One of the first stops on their post-shutdown tour, the internationally acclaimed Eroica Trio – named for Beethoven’s popular Third Symphony – will explore a wide variety of musical periods during two distinctly programmed Northwest BachFest concerts at 7 p.m. Monday and Tuesday at Barrister Winery.
“It’s like coming home,” violinist Sara Parkins said. While not a founding member, Parkins’ personal and musical ties with cellist Sara Sant’Ambrogio and pianist Erika Nickrenz – childhood friends through their musical parents – go back to their earliest years. “We’ve known each other since we were kids,” Parkins said, explaining all the various iterations of their musical relationship.
Fast friends, Parkins and Sant’Ambrogio met at Meadowmount, a renowned summer music camp. Then a few years later, after meeting and playing with Nickrenz at Juilliard Pre-College, Parkins would reconnect with Sant’Ambrogio at the Curtis Institute of Music in Philadelphia. After two years at Curtis, Sant’Ambrogio was invited to study at Julliard with Nickrenz.

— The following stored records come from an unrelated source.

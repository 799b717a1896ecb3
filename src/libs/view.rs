use super::task::Task;

/// Console rendering for task records.
pub struct View {}

impl View {
    /// Renders a task as `<id> - <description> [X]` when completed and
    /// `<id> - <description> [ ]` otherwise.
    pub fn task(task: &Task) -> String {
        let marker = if task.completed { "X" } else { " " };
        format!("{} - {} [{}]", task.id, task.description, marker)
    }
}
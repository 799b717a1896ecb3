//! Display implementation for application messages.
//!
//! The single source of truth for all user-facing text. Variants with
//! parameters interpolate them here, so callers never format message text
//! themselves and the session transcript stays consistent.

use super::types::Message;
use std::fmt::{Display, Formatter, Result};

const HELP_TEXT: &str = "Available commands:
  add \"description\"        Add a new todo
  view                     List all todos
  update id \"description\"  Update a todo's description
  complete id              Mark a todo as complete
  delete id                Delete a todo
  help                     Show this help message
  quit, exit               Exit the application";

impl Display for Message {
    fn fmt(&self, f: &mut Formatter<'_>) -> Result {
        let text = match self {
            // === SESSION MESSAGES ===
            Message::Greeting => "Todo CLI Application".to_string(),
            Message::GreetingHint => "Type 'help' for available commands or 'quit' to exit.".to_string(),
            Message::Farewell => "Goodbye!".to_string(),

            // === TASK MESSAGES ===
            Message::TaskAdded(task) => format!("Added todo: {}", task),
            Message::TaskLine(task) => task.clone(),
            Message::NoTasks => "No todos in the list.".to_string(),
            Message::TaskUpdated(id) => format!("Updated todo {} successfully", id),
            Message::TaskCompleted(id) => format!("Marked todo {} as complete", id),
            Message::TaskDeleted(id) => format!("Deleted todo {} successfully", id),
            Message::TaskNotFound(id) => format!("Error: Todo with ID {} not found", id),

            // === VALIDATION MESSAGES ===
            Message::EmptyDescription => "Error: Description cannot be empty".to_string(),
            Message::InvalidIdFormat => "Error: Invalid ID format. ID must be a positive integer.".to_string(),
            Message::MissingDescription => "Error: Missing description. Usage: add \"description\"".to_string(),
            Message::MissingIdAndDescription => "Error: Missing ID or description. Usage: update id \"new description\"".to_string(),
            Message::MissingId(command) => format!("Error: Missing ID. Usage: {} id", command),

            // === DISPATCH MESSAGES ===
            Message::UnknownCommand(name) => format!("Unknown command: {}. Type 'help' for available commands.", name),
            Message::Help => HELP_TEXT.to_string(),
        };
        write!(f, "{}", text)
    }
}
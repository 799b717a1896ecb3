#[cfg(test)]
mod tests {
    use tido::libs::parser::{parse_command, parse_task_id, tokenize};

    #[test]
    fn test_tokenize_splits_on_whitespace() {
        assert_eq!(tokenize("add buy milk"), vec!["add", "buy", "milk"]);
        assert_eq!(tokenize("  view  "), vec!["view"]);
        assert_eq!(tokenize("complete\t1"), vec!["complete", "1"]);
    }

    #[test]
    fn test_tokenize_respects_quotes() {
        assert_eq!(tokenize("add \"buy milk\""), vec!["add", "buy milk"]);
        assert_eq!(tokenize("update 1 \"new description\""), vec!["update", "1", "new description"]);
        // Quotes glue to adjacent text within the same token
        assert_eq!(tokenize("add pre\"quoted part\"post"), vec!["add", "prequoted partpost"]);
    }

    #[test]
    fn test_tokenize_empty_quotes_yield_empty_token() {
        assert_eq!(tokenize("add \"\""), vec!["add", ""]);
    }

    #[test]
    fn test_tokenize_unterminated_quote_runs_to_end() {
        assert_eq!(tokenize("add \"buy milk"), vec!["add", "buy milk"]);
    }

    #[test]
    fn test_parse_command_splits_name_and_args() {
        let (command, args) = parse_command("update 2 \"walk the dog\"").unwrap();
        assert_eq!(command, "update");
        assert_eq!(args, vec!["2", "walk the dog"]);
    }

    #[test]
    fn test_parse_command_ignores_blank_lines() {
        assert!(parse_command("").is_none());
        assert!(parse_command("   \t  ").is_none());
    }

    #[test]
    fn test_parse_task_id_accepts_positive_integers() {
        assert_eq!(parse_task_id("1"), Some(1));
        assert_eq!(parse_task_id("42"), Some(42));
        assert_eq!(parse_task_id("10"), Some(10));
    }

    #[test]
    fn test_parse_task_id_rejects_malformed_tokens() {
        assert_eq!(parse_task_id("0"), None);
        assert_eq!(parse_task_id("007"), None);
        assert_eq!(parse_task_id("-3"), None);
        assert_eq!(parse_task_id("+3"), None);
        assert_eq!(parse_task_id("1a"), None);
        assert_eq!(parse_task_id("abc"), None);
        assert_eq!(parse_task_id(""), None);
        assert_eq!(parse_task_id("1.5"), None);
        // Larger than u64 can hold
        assert_eq!(parse_task_id("999999999999999999999"), None);
    }
}
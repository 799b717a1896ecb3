use crate::libs::task::Task;
use crate::msg_debug;
use std::collections::BTreeMap;
use thiserror::Error;

/// Validation failures raised by store operations.
#[derive(Debug, Error, PartialEq, Eq)]
pub enum StoreError {
    #[error("Description cannot be empty")]
    EmptyDescription,
}

/// Owner of all task records and the id allocation counter.
///
/// Ids are handed out in strictly increasing order starting at 1 and are
/// never reused, even after deletion. Because of that, ascending-key
/// iteration over the map is exactly insertion order.
#[derive(Debug)]
pub struct TaskStore {
    items: BTreeMap<u64, Task>,
    next_id: u64,
}

impl TaskStore {
    pub fn new() -> Self {
        TaskStore {
            items: BTreeMap::new(),
            next_id: 1,
        }
    }

    /// Creates a task from a description, allocating the next id.
    ///
    /// The description is trimmed before storage. Fails with
    /// [`StoreError::EmptyDescription`] when nothing remains after trimming;
    /// no id is consumed on failure.
    pub fn create(&mut self, description: &str) -> Result<Task, StoreError> {
        let description = description.trim();
        if description.is_empty() {
            return Err(StoreError::EmptyDescription);
        }

        let task = Task::new(self.next_id, description);
        self.items.insert(task.id, task.clone());
        self.next_id += 1;
        msg_debug!("created task {}", task.id);

        Ok(task)
    }

    /// Looks up a task by id without side effects.
    pub fn get(&self, id: u64) -> Option<&Task> {
        self.items.get(&id)
    }

    /// Replaces the description of an existing task.
    ///
    /// Emptiness is checked before existence, so an empty description on a
    /// missing id still reports the validation error. Returns `Ok(false)`
    /// when the id is absent. `completed` and `id` are untouched.
    pub fn update(&mut self, id: u64, description: &str) -> Result<bool, StoreError> {
        let description = description.trim();
        if description.is_empty() {
            return Err(StoreError::EmptyDescription);
        }

        match self.items.get_mut(&id) {
            Some(task) => {
                task.description = description.to_string();
                msg_debug!("updated task {}", id);
                Ok(true)
            }
            None => Ok(false),
        }
    }

    /// Marks a task as completed.
    ///
    /// Idempotent: completing an already-complete task still returns `true`.
    /// Returns `false` when the id is absent.
    pub fn complete(&mut self, id: u64) -> bool {
        match self.items.get_mut(&id) {
            Some(task) => {
                task.completed = true;
                msg_debug!("completed task {}", id);
                true
            }
            None => false,
        }
    }

    /// Removes a task, reporting whether it was present. Its id is not reused.
    pub fn delete(&mut self, id: u64) -> bool {
        let removed = self.items.remove(&id).is_some();
        if removed {
            msg_debug!("deleted task {}", id);
        }
        removed
    }

    /// All current tasks in insertion order.
    pub fn list(&self) -> Vec<&Task> {
        self.items.values().collect()
    }

    /// The id the next successful create will allocate.
    pub fn next_id(&self) -> u64 {
        self.next_id
    }

    pub fn len(&self) -> usize {
        self.items.len()
    }

    pub fn is_empty(&self) -> bool {
        self.items.is_empty()
    }
}

impl Default for TaskStore {
    fn default() -> Self {
        Self::new()
    }
}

And a few years later, in 1991, Sant’Ambrogio and Parkins ran into each other at the Tanglewood Music Festival in Massachusetts. The trio was founded the same year, consisting of Nickrenz, Sant’Ambrogio and violinist Adela Peña. Later, when Peña left the group, Sant’Ambrogio and Nickrenz knew who to call.
The past year has represented the longest break in any of their careers. “The last year was tough,” Parkins said. “So this is a big deal for us to start back up … playing live music again and experiencing the audiences.” Parkins is especially excited about the two programs planned for the Barrister Winery concerts.
The concerts will include works from J.S. Bach, Johannes Brahms, Jean-Luc Godard and Adolphus Hailstork. “We’re doing the greats,” Parkins said, referencing Franz Schubert’s B Major Trio and Brahms’ B Major Trio. “Those are the foundation, the core of the trio repertoire.”
Also included in the lineup is Bach’s Chaconne for Solo Violin, arranged for the trio by Anne Dudley. The arrangement has become a signature piece for the group. “We always love playing that … there’s a real journey through life in that piece,” she said, explaining how she has loved playing it both as a violin soloist and as a member of the trio.
“It encompasses ecstasy and love and sorrow,” she said. “I’m of the school where I like any piece I happen to be playing at that moment … but I’m always excited to play that piece.” And after a year away, that excitement is reaching new heights. “Coming back to each other to rehearse and to perform … it’s almost like time stood still and we never left each other,” she said.
“But at the same time, there are always new discoveries, new ways to discuss turning a phrase in the music that we didn’t notice before. Every time we perform, there’s something new. And that’s what keeps us going.”